▶ Directions for this task: Write down exactly the lines of the records below, beginning with the first and ending with the line that includes "that acknowledges it".

Stored data entries:
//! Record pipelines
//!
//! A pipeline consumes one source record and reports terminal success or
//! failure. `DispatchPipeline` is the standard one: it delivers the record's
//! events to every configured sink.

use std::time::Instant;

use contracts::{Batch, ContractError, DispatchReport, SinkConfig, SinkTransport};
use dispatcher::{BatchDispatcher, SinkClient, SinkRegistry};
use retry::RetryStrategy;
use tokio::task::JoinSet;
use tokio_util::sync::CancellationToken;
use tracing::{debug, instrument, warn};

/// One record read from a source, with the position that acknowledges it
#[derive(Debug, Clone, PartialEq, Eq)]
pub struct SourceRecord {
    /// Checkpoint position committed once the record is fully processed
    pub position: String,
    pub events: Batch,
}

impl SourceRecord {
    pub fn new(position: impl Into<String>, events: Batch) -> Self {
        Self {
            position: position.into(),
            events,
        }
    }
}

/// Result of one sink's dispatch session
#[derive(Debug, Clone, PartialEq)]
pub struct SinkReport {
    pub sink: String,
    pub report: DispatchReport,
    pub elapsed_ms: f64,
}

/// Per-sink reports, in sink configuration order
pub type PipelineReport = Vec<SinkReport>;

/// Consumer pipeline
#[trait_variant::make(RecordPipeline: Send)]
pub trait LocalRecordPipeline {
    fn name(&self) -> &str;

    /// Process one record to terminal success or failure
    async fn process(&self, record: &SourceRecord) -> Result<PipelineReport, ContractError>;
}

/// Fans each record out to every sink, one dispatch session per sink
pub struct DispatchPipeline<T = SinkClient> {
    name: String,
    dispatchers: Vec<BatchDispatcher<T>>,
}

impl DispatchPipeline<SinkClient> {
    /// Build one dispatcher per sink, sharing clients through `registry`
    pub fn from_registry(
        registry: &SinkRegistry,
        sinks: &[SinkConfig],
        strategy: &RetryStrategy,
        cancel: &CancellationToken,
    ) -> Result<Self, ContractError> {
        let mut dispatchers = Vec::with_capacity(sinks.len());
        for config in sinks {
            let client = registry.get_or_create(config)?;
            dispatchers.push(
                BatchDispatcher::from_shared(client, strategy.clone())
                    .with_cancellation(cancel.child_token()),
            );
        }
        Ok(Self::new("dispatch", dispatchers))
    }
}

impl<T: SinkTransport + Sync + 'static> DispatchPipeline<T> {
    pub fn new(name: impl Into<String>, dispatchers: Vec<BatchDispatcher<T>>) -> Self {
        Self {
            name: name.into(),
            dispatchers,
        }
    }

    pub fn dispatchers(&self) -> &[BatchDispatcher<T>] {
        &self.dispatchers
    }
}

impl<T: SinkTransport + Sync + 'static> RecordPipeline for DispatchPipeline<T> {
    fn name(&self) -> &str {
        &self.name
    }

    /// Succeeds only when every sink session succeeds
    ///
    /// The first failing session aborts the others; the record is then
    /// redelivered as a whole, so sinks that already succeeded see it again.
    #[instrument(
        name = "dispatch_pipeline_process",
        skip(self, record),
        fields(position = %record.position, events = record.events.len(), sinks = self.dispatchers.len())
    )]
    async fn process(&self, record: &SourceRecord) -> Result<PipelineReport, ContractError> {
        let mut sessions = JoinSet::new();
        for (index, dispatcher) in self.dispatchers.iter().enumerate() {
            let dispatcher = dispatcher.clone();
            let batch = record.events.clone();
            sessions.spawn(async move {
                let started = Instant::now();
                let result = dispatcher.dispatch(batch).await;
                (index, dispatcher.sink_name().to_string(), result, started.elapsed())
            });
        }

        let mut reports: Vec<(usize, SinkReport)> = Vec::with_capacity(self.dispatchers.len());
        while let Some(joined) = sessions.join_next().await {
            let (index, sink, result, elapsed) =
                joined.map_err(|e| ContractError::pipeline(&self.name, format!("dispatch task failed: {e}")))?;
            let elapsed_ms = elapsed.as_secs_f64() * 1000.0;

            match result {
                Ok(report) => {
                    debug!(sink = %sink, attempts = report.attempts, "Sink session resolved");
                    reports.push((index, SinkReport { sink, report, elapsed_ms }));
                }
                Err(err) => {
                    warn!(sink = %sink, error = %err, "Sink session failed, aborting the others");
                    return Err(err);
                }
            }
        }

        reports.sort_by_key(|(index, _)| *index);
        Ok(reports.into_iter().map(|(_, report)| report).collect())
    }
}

▶ Response to the exercise:
//! Record pipelines
//!
//! A pipeline consumes one source record and reports terminal success or
//! failure. `DispatchPipeline` is the standard one: it delivers the record's
//! events to every configured sink.

use std::time::Instant;

use contracts::{Batch, ContractError, DispatchReport, SinkConfig, SinkTransport};
use dispatcher::{BatchDispatcher, SinkClient, SinkRegistry};
use retry::RetryStrategy;
use tokio::task::JoinSet;
use tokio_util::sync::CancellationToken;
use tracing::{debug, instrument, warn};

/// One record read from a source, with the position that acknowledges it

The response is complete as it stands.